Dataset entries
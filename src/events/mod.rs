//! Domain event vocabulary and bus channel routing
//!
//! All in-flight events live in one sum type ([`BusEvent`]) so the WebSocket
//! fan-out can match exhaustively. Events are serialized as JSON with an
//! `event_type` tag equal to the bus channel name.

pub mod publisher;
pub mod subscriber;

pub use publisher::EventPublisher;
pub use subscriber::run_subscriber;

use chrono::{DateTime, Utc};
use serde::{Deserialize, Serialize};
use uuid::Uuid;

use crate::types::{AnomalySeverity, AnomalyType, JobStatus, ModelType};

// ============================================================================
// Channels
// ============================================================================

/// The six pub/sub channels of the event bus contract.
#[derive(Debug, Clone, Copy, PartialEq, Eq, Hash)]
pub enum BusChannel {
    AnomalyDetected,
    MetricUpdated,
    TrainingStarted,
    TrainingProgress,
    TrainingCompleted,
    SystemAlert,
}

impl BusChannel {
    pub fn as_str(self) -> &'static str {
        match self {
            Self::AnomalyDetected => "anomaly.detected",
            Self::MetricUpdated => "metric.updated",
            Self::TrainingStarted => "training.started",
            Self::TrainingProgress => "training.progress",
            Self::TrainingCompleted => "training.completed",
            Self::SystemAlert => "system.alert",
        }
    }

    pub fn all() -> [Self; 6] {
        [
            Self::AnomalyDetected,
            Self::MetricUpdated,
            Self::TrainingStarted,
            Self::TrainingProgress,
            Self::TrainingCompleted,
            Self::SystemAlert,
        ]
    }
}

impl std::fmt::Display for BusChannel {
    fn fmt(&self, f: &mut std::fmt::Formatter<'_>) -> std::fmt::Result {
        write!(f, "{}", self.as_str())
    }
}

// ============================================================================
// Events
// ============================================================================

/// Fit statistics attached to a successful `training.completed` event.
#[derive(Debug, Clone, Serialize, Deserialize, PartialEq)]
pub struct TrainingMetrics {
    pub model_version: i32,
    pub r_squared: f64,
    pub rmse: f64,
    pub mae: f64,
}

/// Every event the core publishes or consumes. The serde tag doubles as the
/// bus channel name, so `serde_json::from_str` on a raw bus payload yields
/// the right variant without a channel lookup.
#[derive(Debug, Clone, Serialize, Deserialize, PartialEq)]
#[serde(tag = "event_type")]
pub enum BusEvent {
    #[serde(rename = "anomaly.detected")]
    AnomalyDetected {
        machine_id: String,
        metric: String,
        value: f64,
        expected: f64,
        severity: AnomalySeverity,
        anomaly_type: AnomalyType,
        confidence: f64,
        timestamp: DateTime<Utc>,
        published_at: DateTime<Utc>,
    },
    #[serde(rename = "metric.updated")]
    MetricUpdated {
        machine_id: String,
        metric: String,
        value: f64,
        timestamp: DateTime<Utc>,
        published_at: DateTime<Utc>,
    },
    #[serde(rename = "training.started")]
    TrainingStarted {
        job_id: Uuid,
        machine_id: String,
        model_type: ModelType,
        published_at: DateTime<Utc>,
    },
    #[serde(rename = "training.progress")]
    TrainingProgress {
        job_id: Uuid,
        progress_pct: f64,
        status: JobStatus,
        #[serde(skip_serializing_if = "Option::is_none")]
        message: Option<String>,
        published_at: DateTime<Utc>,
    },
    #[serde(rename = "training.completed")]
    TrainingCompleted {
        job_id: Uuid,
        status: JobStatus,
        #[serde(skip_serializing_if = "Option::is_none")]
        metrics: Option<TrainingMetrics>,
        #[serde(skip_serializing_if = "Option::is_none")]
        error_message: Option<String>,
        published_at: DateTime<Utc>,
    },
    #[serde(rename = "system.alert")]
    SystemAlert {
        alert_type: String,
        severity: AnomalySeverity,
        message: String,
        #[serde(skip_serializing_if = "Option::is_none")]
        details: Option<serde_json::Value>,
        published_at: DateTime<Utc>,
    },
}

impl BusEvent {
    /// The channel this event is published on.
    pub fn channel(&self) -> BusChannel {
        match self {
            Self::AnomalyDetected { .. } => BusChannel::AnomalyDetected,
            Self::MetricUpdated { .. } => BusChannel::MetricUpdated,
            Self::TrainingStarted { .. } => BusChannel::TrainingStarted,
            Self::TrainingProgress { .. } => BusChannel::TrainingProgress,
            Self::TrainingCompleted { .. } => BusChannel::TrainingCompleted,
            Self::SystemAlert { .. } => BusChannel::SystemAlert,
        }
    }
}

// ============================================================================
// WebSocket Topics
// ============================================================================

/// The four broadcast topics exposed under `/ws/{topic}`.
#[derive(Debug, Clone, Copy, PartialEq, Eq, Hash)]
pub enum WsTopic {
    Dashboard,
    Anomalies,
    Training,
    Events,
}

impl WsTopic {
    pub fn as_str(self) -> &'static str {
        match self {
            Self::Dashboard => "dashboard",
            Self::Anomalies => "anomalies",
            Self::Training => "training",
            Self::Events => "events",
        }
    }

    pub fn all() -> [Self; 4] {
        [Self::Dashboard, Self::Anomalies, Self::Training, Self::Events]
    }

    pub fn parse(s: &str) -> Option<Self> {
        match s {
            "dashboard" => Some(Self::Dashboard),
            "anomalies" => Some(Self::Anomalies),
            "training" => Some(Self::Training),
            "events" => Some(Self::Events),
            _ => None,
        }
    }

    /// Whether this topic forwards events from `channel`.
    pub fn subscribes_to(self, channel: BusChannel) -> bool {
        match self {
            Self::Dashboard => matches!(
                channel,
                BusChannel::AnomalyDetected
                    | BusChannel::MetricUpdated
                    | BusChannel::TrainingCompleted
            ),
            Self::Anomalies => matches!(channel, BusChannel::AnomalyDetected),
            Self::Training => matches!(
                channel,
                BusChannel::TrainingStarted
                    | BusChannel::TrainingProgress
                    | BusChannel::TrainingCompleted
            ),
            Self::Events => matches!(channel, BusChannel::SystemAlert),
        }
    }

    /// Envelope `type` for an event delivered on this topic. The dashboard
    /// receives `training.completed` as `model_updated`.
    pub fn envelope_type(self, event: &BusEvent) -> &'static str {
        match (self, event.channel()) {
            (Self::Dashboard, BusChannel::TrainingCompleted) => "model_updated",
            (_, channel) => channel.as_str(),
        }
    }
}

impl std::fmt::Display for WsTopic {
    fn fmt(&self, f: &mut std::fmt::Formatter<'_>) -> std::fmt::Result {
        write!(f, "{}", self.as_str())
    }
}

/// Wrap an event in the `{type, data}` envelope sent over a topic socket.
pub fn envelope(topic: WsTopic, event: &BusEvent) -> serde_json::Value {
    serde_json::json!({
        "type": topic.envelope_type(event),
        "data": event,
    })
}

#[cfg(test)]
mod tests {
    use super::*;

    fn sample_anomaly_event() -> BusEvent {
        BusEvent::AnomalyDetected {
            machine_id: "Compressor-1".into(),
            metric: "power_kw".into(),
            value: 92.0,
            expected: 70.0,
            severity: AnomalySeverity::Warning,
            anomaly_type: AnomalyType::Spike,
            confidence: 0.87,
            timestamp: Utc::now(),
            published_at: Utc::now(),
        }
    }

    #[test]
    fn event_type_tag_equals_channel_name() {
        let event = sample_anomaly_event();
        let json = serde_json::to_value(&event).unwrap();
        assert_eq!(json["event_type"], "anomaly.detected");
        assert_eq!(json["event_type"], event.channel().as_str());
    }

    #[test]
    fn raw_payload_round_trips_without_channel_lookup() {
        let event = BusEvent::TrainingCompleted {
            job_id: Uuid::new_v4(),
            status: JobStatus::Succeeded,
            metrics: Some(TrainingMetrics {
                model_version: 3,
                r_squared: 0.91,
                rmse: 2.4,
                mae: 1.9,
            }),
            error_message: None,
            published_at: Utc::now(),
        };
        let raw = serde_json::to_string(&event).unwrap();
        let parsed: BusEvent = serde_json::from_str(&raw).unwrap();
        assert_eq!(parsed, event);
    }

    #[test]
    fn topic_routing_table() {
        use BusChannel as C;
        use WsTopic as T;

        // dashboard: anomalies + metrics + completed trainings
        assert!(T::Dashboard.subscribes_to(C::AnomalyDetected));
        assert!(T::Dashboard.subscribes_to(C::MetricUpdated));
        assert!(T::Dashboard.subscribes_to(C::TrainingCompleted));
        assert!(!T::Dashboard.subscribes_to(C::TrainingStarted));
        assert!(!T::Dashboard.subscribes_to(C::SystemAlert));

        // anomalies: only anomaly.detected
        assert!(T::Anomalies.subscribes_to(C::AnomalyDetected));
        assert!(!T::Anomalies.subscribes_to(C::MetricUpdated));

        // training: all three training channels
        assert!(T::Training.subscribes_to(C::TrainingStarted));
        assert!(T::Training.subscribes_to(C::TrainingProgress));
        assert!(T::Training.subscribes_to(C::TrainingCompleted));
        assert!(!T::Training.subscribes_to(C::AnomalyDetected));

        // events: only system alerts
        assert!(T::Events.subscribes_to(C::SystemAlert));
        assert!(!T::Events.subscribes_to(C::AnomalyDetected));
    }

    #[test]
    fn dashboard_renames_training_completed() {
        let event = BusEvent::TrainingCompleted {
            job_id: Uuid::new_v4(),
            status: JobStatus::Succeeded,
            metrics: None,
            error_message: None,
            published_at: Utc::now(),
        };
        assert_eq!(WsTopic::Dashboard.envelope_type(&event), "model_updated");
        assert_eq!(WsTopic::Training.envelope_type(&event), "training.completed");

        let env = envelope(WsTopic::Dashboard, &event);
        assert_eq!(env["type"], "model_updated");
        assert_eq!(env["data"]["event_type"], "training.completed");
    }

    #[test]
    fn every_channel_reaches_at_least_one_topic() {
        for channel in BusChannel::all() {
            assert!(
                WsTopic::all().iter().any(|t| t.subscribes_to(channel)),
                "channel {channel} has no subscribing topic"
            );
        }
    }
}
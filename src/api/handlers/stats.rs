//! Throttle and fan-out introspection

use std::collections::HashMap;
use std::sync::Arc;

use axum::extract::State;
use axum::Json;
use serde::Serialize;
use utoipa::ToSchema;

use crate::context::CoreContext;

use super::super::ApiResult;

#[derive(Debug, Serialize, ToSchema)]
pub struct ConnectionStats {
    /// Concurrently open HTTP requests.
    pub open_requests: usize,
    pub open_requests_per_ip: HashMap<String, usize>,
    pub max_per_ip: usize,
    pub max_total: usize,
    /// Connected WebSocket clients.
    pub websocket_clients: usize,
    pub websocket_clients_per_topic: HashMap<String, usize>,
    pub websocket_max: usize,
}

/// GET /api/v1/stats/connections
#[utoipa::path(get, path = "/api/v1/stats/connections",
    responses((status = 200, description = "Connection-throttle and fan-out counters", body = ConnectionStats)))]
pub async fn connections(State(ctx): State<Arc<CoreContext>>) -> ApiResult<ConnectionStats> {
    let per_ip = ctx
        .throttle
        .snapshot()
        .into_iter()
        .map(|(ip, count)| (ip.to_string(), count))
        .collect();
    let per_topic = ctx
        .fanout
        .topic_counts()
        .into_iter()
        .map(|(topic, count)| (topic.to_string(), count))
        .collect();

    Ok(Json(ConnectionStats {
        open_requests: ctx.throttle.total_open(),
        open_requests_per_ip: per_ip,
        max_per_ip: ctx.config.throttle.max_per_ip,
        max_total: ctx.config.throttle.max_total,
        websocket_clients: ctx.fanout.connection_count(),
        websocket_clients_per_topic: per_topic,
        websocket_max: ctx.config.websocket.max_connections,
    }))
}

### Task directions
In the records, find every line that has the string "Display" and copy it.

### Solution to this task
impl std::fmt::Display for BusChannel {
impl std::fmt::Display for WsTopic {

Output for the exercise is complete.